> What you need to do
Which lines run from the start of the data below to the line containing "use core::ptr::NonNull;"? Set them down exactly, with none added.

[Source data]
※ ※ ※
//! Execution context: the thread-of-control object. Local, global, and vCPU
//! ECs share this representation; `sub_kind` distinguishes their dispatch
//! rules in the scheduler and portal engine.

use alloc::boxed::Box;
use core::ptr::NonNull;
use core::sync::atomic::{AtomicU64, AtomicUsize, Ordering};

use slab::{SlabAllocatable, SlabAllocator};
use utils::collections::id::Id;
use utils::collections::linkedlist::LinkedList;
use utils::sync::spinlock::{SpinLock, SpinLockable};

use crate::capability::{Capability, perm};
use crate::error::{KernelError, KernelResult};
use crate::object::{EcSubKind, ObjectHeader, ObjectKind};
use crate::pd::Pd;
use crate::sc::Sc;
use crate::sm::Sm;

/// A saved general-purpose register frame, restored on resume.
#[derive(Debug, Clone, Copy, Default)]
pub struct ExceptionFrame {
    pub gprs: [u64; 16],
    pub rip: u64,
    pub rflags: u64,
}

impl SpinLockable for ExceptionFrame {}

/// Where control resumes once this EC is next dispatched.
#[derive(Debug, Clone, Copy, PartialEq, Eq)]
pub enum Continuation {
    RetUserHypercall,
    RetUserException,
    RetUserVmexit,
    Idle,
}

/// Bits set in an EC's hazard word demand attention the next time it is
/// dispatched, without needing a dedicated IPI for each one.
pub mod hazard {
    pub const RECALL: usize = 1 << 0;
    pub const STOP: usize = 1 << 1;
}

struct Blocked {
    scs: LinkedList<NonNull<Sc>>,
}

impl SpinLockable for Blocked {}

#[repr(C)]
pub struct Ec {
    header: ObjectHeader,
    pub pd: NonNull<Pd>,
    pub sub_kind: EcSubKind,
    /// CPU this EC is bound to. Fixed at creation; a local EC may only
    /// ever receive a portal call on this CPU, per `call`'s `BAD_CPU`
    /// check. Global/vCPU ECs use it as the CPU their SC is initially
    /// enqueued on.
    cpu: AtomicUsize,
    /// User-mapped UTCB page used for this EC's hypercall argument/result
    /// transfer; `None` for a vCPU EC, which instead exposes its exit
    /// state through the vCPU's VMCB.
    pub utcb: Option<NonNull<u8>>,
    frame: SpinLock<ExceptionFrame>,
    continuation: SpinLock<ContinuationCell>,
    hazards: AtomicUsize,
    /// Deadline (absolute tick count) after which a blocking syscall on
    /// this EC aborts with `Timeout`; 0 means unbound. Armed and read back
    /// by `kernel::timeout`'s per-EC deadline queue.
    timeout: AtomicU64,
    /// The SM this EC is currently parked on as a waiter, if its pending
    /// timeout is SM-backed. `kernel::timeout`'s expiry handler uses this
    /// to pull the EC out of that SM's waiter queue before marking it
    /// TIMEOUT; cleared on any wake, normal or timed out.
    blocked_on: SpinLock<BlockedOnCell>,
    blocked: SpinLock<Blocked>,
    fpu_dirty: AtomicUsize,
    /// The EC currently rendezvoused with this one via a portal call, if
    /// any. Set on the callee by `call`, cleared and read back by `reply`
    /// to reverse the register transfer.
    partner: SpinLock<PartnerCell>,
}

struct ContinuationCell(Continuation);
impl SpinLockable for ContinuationCell {}

struct BlockedOnCell(Option<NonNull<Sm>>);
impl SpinLockable for BlockedOnCell {}

struct PartnerCell(Option<NonNull<Ec>>);
impl SpinLockable for PartnerCell {}

unsafe impl Send for Ec {}
unsafe impl Sync for Ec {}

impl SlabAllocatable for Ec {}

static EC_SLAB: SlabAllocator<Ec> = SlabAllocator::new();

impl Ec {
    pub(crate) fn new(pd: NonNull<Pd>, sub_kind: EcSubKind, cpu: usize, utcb: Option<NonNull<u8>>) -> Self {
        Self {
            header: ObjectHeader::new(ObjectKind::Ec),
            pd,
            sub_kind,
            cpu: AtomicUsize::new(cpu),
            utcb,
            frame: SpinLock::new(ExceptionFrame::default()),
            continuation: SpinLock::new(ContinuationCell(Continuation::RetUserHypercall)),
            hazards: AtomicUsize::new(0),
            timeout: AtomicU64::new(0),
            blocked_on: SpinLock::new(BlockedOnCell(None)),
            blocked: SpinLock::new(Blocked {
                scs: LinkedList::new(),
            }),
            fpu_dirty: AtomicUsize::new(0),
            partner: SpinLock::new(PartnerCell(None)),
        }
    }

    pub fn header(&self) -> &ObjectHeader {
        &self.header
    }

    pub fn cpu(&self) -> usize {
        self.cpu.load(Ordering::Acquire)
    }

    pub fn continuation(&self) -> Continuation {
        self.continuation.lock().0
    }

    pub fn set_continuation(&self, cont: Continuation) {
        self.continuation.lock().0 = cont;
    }

    pub fn frame(&self) -> ExceptionFrame {
        *self.frame.lock()
    }

    pub fn with_frame_mut<R>(&self, f: impl FnOnce(&mut ExceptionFrame) -> R) -> R {
        f(&mut self.frame.lock())
    }

    pub fn raise_hazard(&self, bits: usize) {
        self.hazards.fetch_or(bits, Ordering::AcqRel);
    }

    pub fn take_hazards(&self) -> usize {
        self.hazards.swap(0, Ordering::AcqRel)
    }

    pub fn set_timeout(&self, deadline_tick: u64) {
        self.timeout.store(deadline_tick, Ordering::Release);
    }

    pub fn timeout(&self) -> Option<u64> {
        match self.timeout.load(Ordering::Acquire) {
            0 => None,
            tick => Some(tick),
        }
    }

    /// Clears the armed deadline. Called once a wake, timed out or not,
    /// has been delivered so a stale entry can't fire twice.
    pub fn clear_timeout(&self) {
        self.timeout.store(0, Ordering::Release);
    }

    /// Records that this EC is parked as a waiter on `sm`, so the timeout
    /// handler knows where to pull it out of if its deadline expires.
    pub fn set_blocked_on(&self, sm: NonNull<Sm>) {
        self.blocked_on.lock().0 = Some(sm);
    }

    /// Clears and returns the SM this EC was parked on, if any. Called on
    /// any wake path (normal or timeout) so the record doesn't outlive
    /// the wait it describes.
    pub fn take_blocked_on(&self) -> Option<NonNull<Sm>> {
        self.blocked_on.lock().0.take()
    }

    /// Queues `sc` to be woken once this EC becomes runnable again. Used by
    /// the portal/IPC engine's helping protocol: a caller's SC parks here
    /// while the callee runs.
    pub fn park_sc(&self, sc: NonNull<Sc>) {
        self.blocked.lock().scs.push_back(sc);
    }

    pub fn take_parked_scs(&self) -> LinkedList<NonNull<Sc>> {
        core::mem::take(&mut self.blocked.lock().scs)
    }

    /// Marks `partner` as rendezvoused with this EC. Overwrites any
    /// previous partner; the portal engine only calls this on an EC it has
    /// just verified is not already busy.
    pub fn set_partner(&self, partner: NonNull<Ec>) {
        self.partner.lock().0 = Some(partner);
    }

    /// Clears and returns the rendezvoused partner, if any.
    pub fn take_partner(&self) -> Option<NonNull<Ec>> {
        self.partner.lock().0.take()
    }

    pub fn partner(&self) -> Option<NonNull<Ec>> {
        self.partner.lock().0
    }

    /// Marks the FPU state dirty, meaning this EC is the current lazy FPU
    /// owner and a save is required before another EC may use the FPU.
    pub fn mark_fpu_dirty(&self, dirty: bool) {
        self.fpu_dirty.store(usize::from(dirty), Ordering::Release);
    }

    pub fn fpu_dirty(&self) -> bool {
        self.fpu_dirty.load(Ordering::Acquire) != 0
    }
}

/// Creates a new EC owned by `owner_pd` (referenced through
/// `owner_pd_sel` in `requestor`'s object space), bound to `cpu`, and
/// publishes a capability to it at `dst_sel`.
pub fn create_ec(
    requestor: &Pd,
    requestor_sel: Id,
    owner_pd_sel: Id,
    dst_sel: Id,
    sub_kind: EcSubKind,
    cpu: usize,
    utcb: Option<NonNull<u8>>,
) -> KernelResult<()> {
    if !requestor.obj_space.lookup(dst_sel).is_null() {
        return Err(KernelError::BadCap);
    }

    requestor
        .obj_space
        .lookup(requestor_sel)
        .validate(ObjectKind::Pd, perm::PD)?;

    let owner_header = requestor
        .obj_space
        .lookup(owner_pd_sel)
        .validate(ObjectKind::Pd, perm::PD)?;
    let owner_pd = owner_header.cast::<Pd>();

    let boxed = Box::try_new_in(Ec::new(owner_pd, sub_kind, cpu, utcb), &EC_SLAB)
        .map_err(|_| KernelError::MemObj)?;
    let ptr = NonNull::from(Box::leak(boxed));

    let cap = Capability::new(ptr.cast(), perm::EC);
    requestor.obj_space.publish(dst_sel, cap)?;
    logger::debug!("captab: created EC ({sub_kind:?}) at sel {} (cpu {cpu})", dst_sel.0);
    Ok(())
}

/// # Safety
/// `ptr` must point at an `Ec` allocated by [`create_ec`] whose refcount
/// has just reached zero.
pub unsafe fn destroy_ec(ptr: NonNull<Ec>) {
    struct SendPtr(NonNull<Ec>);
    unsafe impl Send for SendPtr {}
    let ptr = SendPtr(ptr);

    crate::rcu::defer(move || {
        drop(unsafe { Box::from_raw_in(ptr.0.as_ptr(), &EC_SLAB) });
    });
}

#[cfg(test)]
mod tests {
    use super::*;

    #[test]
    fn hazards_accumulate_and_clear() {
        let pd = crate::pd::Pd::new();
        let ec = Ec::new(NonNull::from(&pd), EcSubKind::Local, 0, None);

        ec.raise_hazard(hazard::RECALL);
        ec.raise_hazard(hazard::STOP);
        assert_eq!(ec.take_hazards(), hazard::RECALL | hazard::STOP);
        assert_eq!(ec.take_hazards(), 0);
    }

    #[test]
    fn continuation_defaults_to_hypercall_return() {
        let pd = crate::pd::Pd::new();
        let ec = Ec::new(NonNull::from(&pd), EcSubKind::Global, 0, None);
        assert_eq!(ec.continuation(), Continuation::RetUserHypercall);

        ec.set_continuation(Continuation::RetUserVmexit);
        assert_eq!(ec.continuation(), Continuation::RetUserVmexit);
    }

    #[test]
    fn timeout_unbound_by_default() {
        let pd = crate::pd::Pd::new();
        let ec = Ec::new(NonNull::from(&pd), EcSubKind::Local, 0, None);
        assert_eq!(ec.timeout(), None);

        ec.set_timeout(42);
        assert_eq!(ec.timeout(), Some(42));

        ec.clear_timeout();
        assert_eq!(ec.timeout(), None);
    }

    #[test]
    fn blocked_on_round_trips_once() {
        let pd = crate::pd::Pd::new();
        let ec = Ec::new(NonNull::from(&pd), EcSubKind::Local, 0, None);
        assert!(ec.take_blocked_on().is_none());

        let sm = NonNull::<Sm>::dangling();
        ec.set_blocked_on(sm);
        assert_eq!(ec.take_blocked_on(), Some(sm));
        assert!(ec.take_blocked_on().is_none());
    }
}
※ ※ ※
> Expected answer
//! Execution context: the thread-of-control object. Local, global, and vCPU
//! ECs share this representation; `sub_kind` distinguishes their dispatch
//! rules in the scheduler and portal engine.

use alloc::boxed::Box;
use core::ptr::NonNull;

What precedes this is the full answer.